Okay, that's helpful. Just two sort of housekeeping items. The effective tax rate in the quarter was lower than it has been and than I was expecting. I guess sort of a two-part question. One, what was the driver there? Secondly, how do we think about that going forward, both in the Q4 and into 2023?

Stuart Auld
CFO, Wajax

We had a one-time settlement with Canada Revenue Agency in the period related to prior year estimates. That was a one-time item that took place. It won't take place in Q4 and into next year. You'll see the tax rate at a more normal statutory level.

Michael Tupholme
Managing Director and Senior Equity Research Analyst, TD Securities

There you go. Thanks, Stu. Just lastly, just in terms of changes in non-cash working capital, there was some additional investment obviously that occurred this quarter. Can you help provide any thoughts or comments around how to think about that going forward, both Q4 and then any thoughts around next year?

Stuart Auld
CFO, Wajax

I think in general, the comments sort of year to date, Iggy kinda mentioned it a bit, is we made a conscious decision to increase our inventory in a number of places, particularly, parts availability. You know, one example is obviously the industrial parts business that's really been doing well. So we made that conscious decision to have more. Also we've taken some opportunity where we could have some opportunity buys to beef up our inventory just given the supply chain challenges. We don't think—we still think that, you know, inventory around the CAD 425 range is kind of a good number. We don't see that dragging cash flow in the future.

Michael Tupholme
Managing Director and Senior Equity Research Analyst, TD Securities

Okay. Thank you.

Iggy Domagalski
President and CEO, Wajax

I think just to add to that, in our inventory at the end of the quarter, we have a bit of mining gear. We've got an EX8000 unit and two of our EX5600 units, and both of those are scheduled to ship in the Q4. Or sorry, all three of those are scheduled to ship in the Q4.

Michael Tupholme
Managing Director and Senior Equity Research Analyst, TD Securities

Okay, that's helpful. Thanks, Iggy.

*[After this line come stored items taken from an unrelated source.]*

//! Web-request monitoring tools.
//!
//! `requests_start_monitoring` hands the extension a full session
//! configuration and registers the session locally once confirmed;
//! `requests_list_captured` serves entirely from the local buffer;
//! `requests_get_content` fetches bodies on demand, optionally spilling
//! them to disk instead of returning them inline.

// ============================================================================
// Imports
// ============================================================================

use std::time::Duration;

use base64::Engine;
use base64::engine::general_purpose::STANDARD as Base64Standard;
use serde_json::{Value, json};
use tracing::debug;

use crate::bridge::Bridge;
use crate::error::{Error, Result};
use crate::identifiers::MonitorId;
use crate::protocol::Action;
use crate::transport::DEFAULT_CALL_TIMEOUT;

use super::{opt_bool, opt_i64, opt_str, opt_u64, require_str};

// ============================================================================
// Constants
// ============================================================================

/// Poll step while draining trailing capture frames at stop time.
const DRAIN_POLL: Duration = Duration::from_millis(500);

// ============================================================================
// Tools
// ============================================================================

/// `requests_start_monitoring`: starts a monitoring session.
pub async fn start_monitoring(bridge: &Bridge, args: &Value) -> Result<String> {
    let patterns = parse_url_patterns(args)?;
    let options = match args.get("options") {
        None | Some(Value::Null) => json!({}),
        Some(options @ Value::Object(_)) => options.clone(),
        Some(_) => return Err(Error::invalid_argument("'options' must be an object")),
    };
    let tab_id = opt_i64(args, "tab_id")?;

    let monitor_id = MonitorId::generate();
    let mut data = json!({
        "monitor_id": monitor_id.to_string(),
        "url_patterns": patterns,
        "options": options,
    });
    if let Some(tab_id) = tab_id {
        data["tab_id"] = json!(tab_id);
    }

    bridge
        .dispatcher
        .call(Action::RequestsStartMonitoring, data, DEFAULT_CALL_TIMEOUT)
        .await?;

    // Only a confirmed session is registered; a failed start leaves no
    // record behind.
    let started_at = bridge
        .monitors
        .register(monitor_id, patterns, options, tab_id);

    Ok(serde_json::to_string_pretty(&json!({
        "monitor_id": monitor_id.to_string(),
        "status": "active",
        "started_at": started_at,
    }))?)
}

/// `requests_list_captured`: lists buffered summaries for a session.
///
/// Served from the local buffer; no extension round trip.
pub async fn list_captured(bridge: &Bridge, args: &Value) -> Result<String> {
    let monitor_id = parse_monitor_id(args)?;
    let summaries = bridge.monitors.captured(monitor_id)?;

    Ok(serde_json::to_string_pretty(&json!({
        "monitor_id": monitor_id.to_string(),
        "count": summaries.len(),
        "requests": summaries,
    }))?)
}

/// `requests_get_content`: fetches headers and bodies for one captured
/// request.
///
/// Bodies are written to `save_*_to` paths when given (and omitted from
/// the returned JSON); binary bodies are otherwise omitted unless
/// `include_binary` is set.
pub async fn get_content(bridge: &Bridge, args: &Value) -> Result<String> {
    let monitor_id = parse_monitor_id(args)?;
    if !bridge.monitors.contains(monitor_id) {
        return Err(Error::monitor_not_found(monitor_id.to_string()));
    }
    let request_id = require_str(args, "request_id")?;
    let include_binary = opt_bool(args, "include_binary", false)?;
    let save_request = opt_str(args, "save_request_body_to")?.map(str::to_string);
    let save_response = opt_str(args, "save_response_body_to")?.map(str::to_string);

    // The extension must ship bodies whenever they end up on disk.
    let want_bodies = include_binary || save_request.is_some() || save_response.is_some();

    let mut output = bridge
        .dispatcher
        .call(
            Action::RequestsGetContent,
            json!({
                "monitor_id": monitor_id.to_string(),
                "request_id": request_id,
                "include_binary": want_bodies,
            }),
            DEFAULT_CALL_TIMEOUT,
        )
        .await?;

    process_body(&mut output, "request_body", save_request.as_deref(), include_binary).await;
    process_body(&mut output, "response_body", save_response.as_deref(), include_binary).await;

    Ok(serde_json::to_string_pretty(&output)?)
}

/// `requests_stop_monitoring`: stops a session and reports statistics.
pub async fn stop_monitoring(bridge: &Bridge, args: &Value) -> Result<String> {
    let monitor_id = parse_monitor_id(args)?;
    if !bridge.monitors.contains(monitor_id) {
        return Err(Error::monitor_not_found(monitor_id.to_string()));
    }
    let drain_timeout = opt_u64(args, "drain_timeout", 5)?;

    bridge
        .dispatcher
        .call(
            Action::RequestsStopMonitoring,
            json!({"monitor_id": monitor_id.to_string()}),
            DEFAULT_CALL_TIMEOUT,
        )
        .await?;

    // Drain trailing capture frames until a poll sees no growth or the
    // deadline passes.
    let deadline = tokio::time::Instant::now() + Duration::from_secs(drain_timeout);
    let mut last = bridge.monitors.capture_count(monitor_id).unwrap_or(0);
    while tokio::time::Instant::now() < deadline {
        tokio::time::sleep(DRAIN_POLL).await;
        let current = bridge.monitors.capture_count(monitor_id).unwrap_or(last);
        if current == last {
            break;
        }
        last = current;
    }

    let stats = bridge.monitors.remove(monitor_id)?;
    debug!(%monitor_id, captured = stats.total_requests_captured, "Monitor stopped");
    Ok(serde_json::to_string_pretty(&stats)?)
}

That actually just reminded me, was there anything of that nature in the Q3 in terms of that type of equipment?

Stuart Auld
CFO, Wajax

18,000 in the Q3, and then if you look back at last year, there was 1 in total in the Q4.

Michael Tupholme
Managing Director and Senior Equity Research Analyst, TD Securities

Okay. All right. I'll turn it over. Thank you.

Operator

Thank you. There are no further questions. You may proceed.

Iggy Domagalski
President and CEO, Wajax

Thank you very much, everyone. Have a wonderful day.

Operator

Ladies and gentlemen, this concludes your conference call for today. We thank you for participating, and we ask that you please disconnect your lines.